Check every line of the entries below for the word "same". Then give the number of lines that have it, with nothing added.
- - - - - - -
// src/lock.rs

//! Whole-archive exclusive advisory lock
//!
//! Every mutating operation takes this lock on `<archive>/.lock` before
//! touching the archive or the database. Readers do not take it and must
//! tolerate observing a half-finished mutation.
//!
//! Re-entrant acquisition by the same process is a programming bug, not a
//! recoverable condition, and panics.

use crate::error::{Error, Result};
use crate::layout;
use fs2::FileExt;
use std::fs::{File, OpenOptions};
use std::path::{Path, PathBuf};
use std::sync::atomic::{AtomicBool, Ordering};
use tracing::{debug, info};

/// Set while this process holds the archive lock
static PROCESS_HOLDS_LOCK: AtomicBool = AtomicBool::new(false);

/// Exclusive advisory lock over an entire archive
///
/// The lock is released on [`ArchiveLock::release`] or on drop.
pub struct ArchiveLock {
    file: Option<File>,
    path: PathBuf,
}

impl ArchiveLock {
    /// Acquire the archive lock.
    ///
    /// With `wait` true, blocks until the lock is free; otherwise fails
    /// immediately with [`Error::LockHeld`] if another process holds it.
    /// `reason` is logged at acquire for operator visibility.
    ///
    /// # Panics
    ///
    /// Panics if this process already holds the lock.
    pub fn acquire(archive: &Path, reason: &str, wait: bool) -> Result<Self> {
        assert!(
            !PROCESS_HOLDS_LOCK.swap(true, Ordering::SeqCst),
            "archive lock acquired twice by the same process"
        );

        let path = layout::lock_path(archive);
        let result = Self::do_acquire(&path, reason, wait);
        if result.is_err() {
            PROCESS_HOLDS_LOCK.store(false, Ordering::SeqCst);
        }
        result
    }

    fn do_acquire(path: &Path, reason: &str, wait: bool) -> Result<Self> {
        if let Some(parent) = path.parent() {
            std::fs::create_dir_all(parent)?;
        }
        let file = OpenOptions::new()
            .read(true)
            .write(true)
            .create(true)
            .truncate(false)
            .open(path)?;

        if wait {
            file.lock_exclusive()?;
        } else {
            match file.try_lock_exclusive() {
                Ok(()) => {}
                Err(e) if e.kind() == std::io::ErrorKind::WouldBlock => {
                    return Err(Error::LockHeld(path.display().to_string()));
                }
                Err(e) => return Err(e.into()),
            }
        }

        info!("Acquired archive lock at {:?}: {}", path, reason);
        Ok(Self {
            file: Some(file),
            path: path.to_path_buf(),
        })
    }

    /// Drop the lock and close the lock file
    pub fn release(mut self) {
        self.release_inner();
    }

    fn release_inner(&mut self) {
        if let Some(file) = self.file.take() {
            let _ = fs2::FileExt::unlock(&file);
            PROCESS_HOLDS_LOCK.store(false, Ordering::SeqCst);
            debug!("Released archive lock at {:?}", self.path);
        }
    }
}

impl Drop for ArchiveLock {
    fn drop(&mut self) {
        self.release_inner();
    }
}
- - - - - - -
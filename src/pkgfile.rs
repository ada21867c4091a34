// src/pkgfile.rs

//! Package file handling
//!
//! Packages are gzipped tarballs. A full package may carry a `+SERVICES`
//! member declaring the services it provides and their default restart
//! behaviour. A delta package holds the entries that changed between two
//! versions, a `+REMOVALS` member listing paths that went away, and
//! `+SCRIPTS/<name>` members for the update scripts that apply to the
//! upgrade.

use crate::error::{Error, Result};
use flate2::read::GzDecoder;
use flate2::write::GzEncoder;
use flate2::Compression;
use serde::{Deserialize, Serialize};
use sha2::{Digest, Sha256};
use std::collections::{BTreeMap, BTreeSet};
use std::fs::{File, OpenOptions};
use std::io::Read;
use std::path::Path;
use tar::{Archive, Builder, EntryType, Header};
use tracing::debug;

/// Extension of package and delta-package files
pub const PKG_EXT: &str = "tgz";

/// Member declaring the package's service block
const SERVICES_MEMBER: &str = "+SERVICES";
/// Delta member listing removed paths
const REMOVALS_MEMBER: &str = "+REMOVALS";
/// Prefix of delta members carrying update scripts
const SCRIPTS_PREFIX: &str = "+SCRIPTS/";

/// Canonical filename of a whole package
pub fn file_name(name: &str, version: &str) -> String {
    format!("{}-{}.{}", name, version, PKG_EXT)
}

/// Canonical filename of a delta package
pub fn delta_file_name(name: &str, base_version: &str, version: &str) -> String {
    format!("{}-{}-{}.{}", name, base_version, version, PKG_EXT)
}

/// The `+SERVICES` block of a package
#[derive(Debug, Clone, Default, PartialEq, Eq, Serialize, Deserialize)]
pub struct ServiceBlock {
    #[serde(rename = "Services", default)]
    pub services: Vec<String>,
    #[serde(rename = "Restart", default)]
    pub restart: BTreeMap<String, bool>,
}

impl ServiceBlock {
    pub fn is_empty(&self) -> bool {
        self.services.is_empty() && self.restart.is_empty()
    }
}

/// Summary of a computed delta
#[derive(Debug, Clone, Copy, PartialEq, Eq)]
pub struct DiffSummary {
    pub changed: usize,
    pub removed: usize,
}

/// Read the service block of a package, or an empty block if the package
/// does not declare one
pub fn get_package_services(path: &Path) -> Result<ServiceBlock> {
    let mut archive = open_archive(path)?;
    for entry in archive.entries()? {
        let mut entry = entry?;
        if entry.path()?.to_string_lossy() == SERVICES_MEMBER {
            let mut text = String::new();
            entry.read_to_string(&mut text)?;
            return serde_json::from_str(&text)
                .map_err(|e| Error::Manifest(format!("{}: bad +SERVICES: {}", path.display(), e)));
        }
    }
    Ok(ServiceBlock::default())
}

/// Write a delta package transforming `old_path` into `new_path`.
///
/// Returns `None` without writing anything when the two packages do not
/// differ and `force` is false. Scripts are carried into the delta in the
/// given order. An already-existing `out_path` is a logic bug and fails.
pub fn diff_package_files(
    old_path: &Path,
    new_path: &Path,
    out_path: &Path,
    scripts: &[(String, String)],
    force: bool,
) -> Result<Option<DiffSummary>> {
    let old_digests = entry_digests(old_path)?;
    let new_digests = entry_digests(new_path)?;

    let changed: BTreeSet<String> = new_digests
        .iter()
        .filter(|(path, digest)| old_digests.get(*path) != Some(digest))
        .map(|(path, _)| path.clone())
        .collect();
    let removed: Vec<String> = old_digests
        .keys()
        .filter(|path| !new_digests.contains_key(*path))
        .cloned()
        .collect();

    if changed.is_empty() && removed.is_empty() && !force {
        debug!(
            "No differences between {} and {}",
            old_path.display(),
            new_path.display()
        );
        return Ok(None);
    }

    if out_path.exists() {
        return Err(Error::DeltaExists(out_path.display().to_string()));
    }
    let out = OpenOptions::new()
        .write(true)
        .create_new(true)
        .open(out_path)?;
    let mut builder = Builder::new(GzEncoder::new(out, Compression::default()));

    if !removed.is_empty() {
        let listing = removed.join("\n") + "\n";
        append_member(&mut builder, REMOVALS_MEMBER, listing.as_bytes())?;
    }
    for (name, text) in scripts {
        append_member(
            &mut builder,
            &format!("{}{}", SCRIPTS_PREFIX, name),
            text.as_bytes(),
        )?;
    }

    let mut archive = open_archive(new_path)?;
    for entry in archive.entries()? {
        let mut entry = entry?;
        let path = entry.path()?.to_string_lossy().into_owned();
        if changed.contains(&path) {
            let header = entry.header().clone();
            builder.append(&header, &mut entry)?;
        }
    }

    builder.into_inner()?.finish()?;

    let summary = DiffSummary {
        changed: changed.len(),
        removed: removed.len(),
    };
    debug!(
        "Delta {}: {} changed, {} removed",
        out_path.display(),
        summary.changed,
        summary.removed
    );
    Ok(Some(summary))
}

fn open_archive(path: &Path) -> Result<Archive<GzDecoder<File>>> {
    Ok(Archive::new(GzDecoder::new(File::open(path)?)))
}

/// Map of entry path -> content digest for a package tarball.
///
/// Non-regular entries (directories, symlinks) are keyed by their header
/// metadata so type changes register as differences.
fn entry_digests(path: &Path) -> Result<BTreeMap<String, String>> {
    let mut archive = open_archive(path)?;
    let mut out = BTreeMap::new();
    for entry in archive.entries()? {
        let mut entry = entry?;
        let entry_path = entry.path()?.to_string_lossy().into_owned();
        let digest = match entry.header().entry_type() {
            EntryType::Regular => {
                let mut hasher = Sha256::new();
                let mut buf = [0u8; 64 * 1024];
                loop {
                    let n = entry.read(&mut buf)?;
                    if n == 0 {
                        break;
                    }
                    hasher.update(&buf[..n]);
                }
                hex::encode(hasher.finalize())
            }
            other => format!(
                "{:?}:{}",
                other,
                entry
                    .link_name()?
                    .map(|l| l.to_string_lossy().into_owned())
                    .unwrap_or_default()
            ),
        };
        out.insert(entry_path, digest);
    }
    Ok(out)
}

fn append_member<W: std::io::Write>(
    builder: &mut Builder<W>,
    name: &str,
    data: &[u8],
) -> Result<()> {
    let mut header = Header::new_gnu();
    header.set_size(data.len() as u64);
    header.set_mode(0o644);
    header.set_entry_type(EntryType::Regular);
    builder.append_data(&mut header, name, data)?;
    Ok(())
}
- - - - - - -
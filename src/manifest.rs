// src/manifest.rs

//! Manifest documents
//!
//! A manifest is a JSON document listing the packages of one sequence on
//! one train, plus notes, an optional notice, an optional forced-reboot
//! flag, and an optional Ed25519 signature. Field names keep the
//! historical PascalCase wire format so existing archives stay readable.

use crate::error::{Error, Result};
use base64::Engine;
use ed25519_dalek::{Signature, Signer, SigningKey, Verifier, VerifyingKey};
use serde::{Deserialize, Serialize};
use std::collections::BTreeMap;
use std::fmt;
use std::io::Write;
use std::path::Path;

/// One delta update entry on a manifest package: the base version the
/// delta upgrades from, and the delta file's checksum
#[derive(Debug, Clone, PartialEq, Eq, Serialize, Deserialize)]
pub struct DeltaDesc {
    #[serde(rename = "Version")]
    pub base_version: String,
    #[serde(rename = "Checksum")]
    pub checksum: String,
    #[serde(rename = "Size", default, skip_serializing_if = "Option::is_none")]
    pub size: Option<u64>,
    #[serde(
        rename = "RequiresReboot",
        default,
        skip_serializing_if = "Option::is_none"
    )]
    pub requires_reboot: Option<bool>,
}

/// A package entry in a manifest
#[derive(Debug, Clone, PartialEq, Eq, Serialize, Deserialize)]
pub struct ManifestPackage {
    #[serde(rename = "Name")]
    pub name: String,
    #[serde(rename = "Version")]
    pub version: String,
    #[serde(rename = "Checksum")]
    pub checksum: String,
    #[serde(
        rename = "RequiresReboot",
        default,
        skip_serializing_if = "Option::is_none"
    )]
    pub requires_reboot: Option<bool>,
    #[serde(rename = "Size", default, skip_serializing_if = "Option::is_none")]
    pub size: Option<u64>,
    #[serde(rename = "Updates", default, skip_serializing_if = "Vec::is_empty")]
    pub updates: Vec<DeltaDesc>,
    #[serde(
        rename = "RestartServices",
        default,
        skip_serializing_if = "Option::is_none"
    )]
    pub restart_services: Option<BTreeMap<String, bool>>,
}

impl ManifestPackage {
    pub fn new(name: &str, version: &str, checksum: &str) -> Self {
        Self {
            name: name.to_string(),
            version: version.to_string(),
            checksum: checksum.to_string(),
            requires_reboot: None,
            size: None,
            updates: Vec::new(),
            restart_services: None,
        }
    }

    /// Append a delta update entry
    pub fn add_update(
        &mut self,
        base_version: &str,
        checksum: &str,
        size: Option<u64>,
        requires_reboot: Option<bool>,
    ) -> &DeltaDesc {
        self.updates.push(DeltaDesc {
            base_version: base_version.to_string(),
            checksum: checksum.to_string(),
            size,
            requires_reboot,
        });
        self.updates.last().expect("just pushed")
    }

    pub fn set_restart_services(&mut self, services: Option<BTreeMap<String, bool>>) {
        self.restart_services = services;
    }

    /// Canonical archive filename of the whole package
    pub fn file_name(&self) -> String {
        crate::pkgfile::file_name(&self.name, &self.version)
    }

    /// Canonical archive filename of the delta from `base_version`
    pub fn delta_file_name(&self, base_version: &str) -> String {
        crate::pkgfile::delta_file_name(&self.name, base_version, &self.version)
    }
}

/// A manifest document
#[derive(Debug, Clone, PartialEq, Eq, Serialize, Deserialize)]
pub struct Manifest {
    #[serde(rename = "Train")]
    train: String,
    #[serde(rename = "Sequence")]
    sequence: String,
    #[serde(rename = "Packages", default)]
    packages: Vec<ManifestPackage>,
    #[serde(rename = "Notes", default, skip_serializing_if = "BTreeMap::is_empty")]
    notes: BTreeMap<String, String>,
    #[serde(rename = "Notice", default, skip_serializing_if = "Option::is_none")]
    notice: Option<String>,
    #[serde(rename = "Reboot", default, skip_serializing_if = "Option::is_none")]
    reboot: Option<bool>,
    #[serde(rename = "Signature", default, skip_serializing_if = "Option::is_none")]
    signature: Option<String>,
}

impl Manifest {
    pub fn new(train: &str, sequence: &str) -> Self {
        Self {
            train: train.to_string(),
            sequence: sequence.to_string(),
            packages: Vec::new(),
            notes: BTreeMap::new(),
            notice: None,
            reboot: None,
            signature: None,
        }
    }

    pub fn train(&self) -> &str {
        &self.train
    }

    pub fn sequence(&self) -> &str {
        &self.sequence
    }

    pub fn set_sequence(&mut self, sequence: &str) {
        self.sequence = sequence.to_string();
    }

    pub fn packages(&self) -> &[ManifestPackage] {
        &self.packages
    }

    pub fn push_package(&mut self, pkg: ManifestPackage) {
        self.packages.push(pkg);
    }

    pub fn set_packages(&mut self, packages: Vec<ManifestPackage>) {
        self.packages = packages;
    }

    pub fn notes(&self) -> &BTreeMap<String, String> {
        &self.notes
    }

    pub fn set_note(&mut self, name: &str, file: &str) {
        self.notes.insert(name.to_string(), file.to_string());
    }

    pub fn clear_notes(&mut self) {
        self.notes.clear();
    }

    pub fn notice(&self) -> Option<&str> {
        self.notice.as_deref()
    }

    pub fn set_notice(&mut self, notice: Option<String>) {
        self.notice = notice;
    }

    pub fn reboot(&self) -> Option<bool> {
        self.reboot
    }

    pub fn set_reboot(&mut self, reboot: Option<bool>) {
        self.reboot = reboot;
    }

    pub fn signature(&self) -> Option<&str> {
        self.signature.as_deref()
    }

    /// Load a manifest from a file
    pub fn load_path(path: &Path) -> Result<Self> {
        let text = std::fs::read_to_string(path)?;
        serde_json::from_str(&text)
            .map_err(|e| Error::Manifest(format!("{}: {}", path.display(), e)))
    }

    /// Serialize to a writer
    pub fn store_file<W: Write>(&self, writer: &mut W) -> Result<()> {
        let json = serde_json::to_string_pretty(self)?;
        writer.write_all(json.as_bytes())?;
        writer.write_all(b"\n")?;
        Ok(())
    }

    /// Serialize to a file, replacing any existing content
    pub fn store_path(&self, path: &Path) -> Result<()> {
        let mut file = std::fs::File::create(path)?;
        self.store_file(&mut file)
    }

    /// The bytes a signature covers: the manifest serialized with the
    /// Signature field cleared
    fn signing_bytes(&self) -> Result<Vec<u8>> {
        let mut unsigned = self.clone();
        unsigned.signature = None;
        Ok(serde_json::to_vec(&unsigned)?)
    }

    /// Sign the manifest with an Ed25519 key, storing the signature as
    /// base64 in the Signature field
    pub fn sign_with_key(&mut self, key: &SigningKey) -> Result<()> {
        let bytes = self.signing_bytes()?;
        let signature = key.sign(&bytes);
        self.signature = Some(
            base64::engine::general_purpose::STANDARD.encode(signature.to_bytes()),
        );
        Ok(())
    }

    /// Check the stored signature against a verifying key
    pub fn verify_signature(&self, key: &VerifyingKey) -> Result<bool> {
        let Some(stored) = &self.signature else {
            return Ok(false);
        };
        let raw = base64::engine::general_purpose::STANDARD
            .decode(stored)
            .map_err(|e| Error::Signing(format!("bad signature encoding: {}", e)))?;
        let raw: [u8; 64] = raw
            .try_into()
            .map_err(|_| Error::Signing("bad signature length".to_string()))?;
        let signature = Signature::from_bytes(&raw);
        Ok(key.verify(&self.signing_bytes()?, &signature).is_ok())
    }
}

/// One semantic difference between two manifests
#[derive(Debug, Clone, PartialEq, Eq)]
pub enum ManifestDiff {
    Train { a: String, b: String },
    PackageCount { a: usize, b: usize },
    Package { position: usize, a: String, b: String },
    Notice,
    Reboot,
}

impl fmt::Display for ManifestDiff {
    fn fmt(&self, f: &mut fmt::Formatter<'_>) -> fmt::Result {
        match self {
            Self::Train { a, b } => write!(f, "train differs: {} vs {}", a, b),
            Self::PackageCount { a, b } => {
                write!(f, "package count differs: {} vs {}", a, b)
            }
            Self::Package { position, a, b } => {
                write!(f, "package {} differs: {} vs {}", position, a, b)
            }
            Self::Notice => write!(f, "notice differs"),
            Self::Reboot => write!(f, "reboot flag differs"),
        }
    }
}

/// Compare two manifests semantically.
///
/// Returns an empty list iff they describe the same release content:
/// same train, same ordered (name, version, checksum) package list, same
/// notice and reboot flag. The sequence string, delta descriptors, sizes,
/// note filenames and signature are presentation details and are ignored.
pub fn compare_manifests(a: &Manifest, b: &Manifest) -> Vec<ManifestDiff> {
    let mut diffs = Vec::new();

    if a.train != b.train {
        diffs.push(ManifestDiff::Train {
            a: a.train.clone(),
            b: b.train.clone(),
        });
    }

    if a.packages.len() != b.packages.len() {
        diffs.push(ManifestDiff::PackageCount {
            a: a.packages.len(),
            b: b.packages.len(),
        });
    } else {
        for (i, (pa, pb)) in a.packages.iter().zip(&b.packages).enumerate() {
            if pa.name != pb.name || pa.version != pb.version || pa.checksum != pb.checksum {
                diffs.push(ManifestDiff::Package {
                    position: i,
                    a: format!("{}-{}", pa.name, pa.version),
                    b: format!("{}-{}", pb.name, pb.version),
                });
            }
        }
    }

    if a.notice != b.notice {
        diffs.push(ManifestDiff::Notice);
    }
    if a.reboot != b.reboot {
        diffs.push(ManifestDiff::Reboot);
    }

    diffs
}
- - - - - - -
**Exercise response:** 4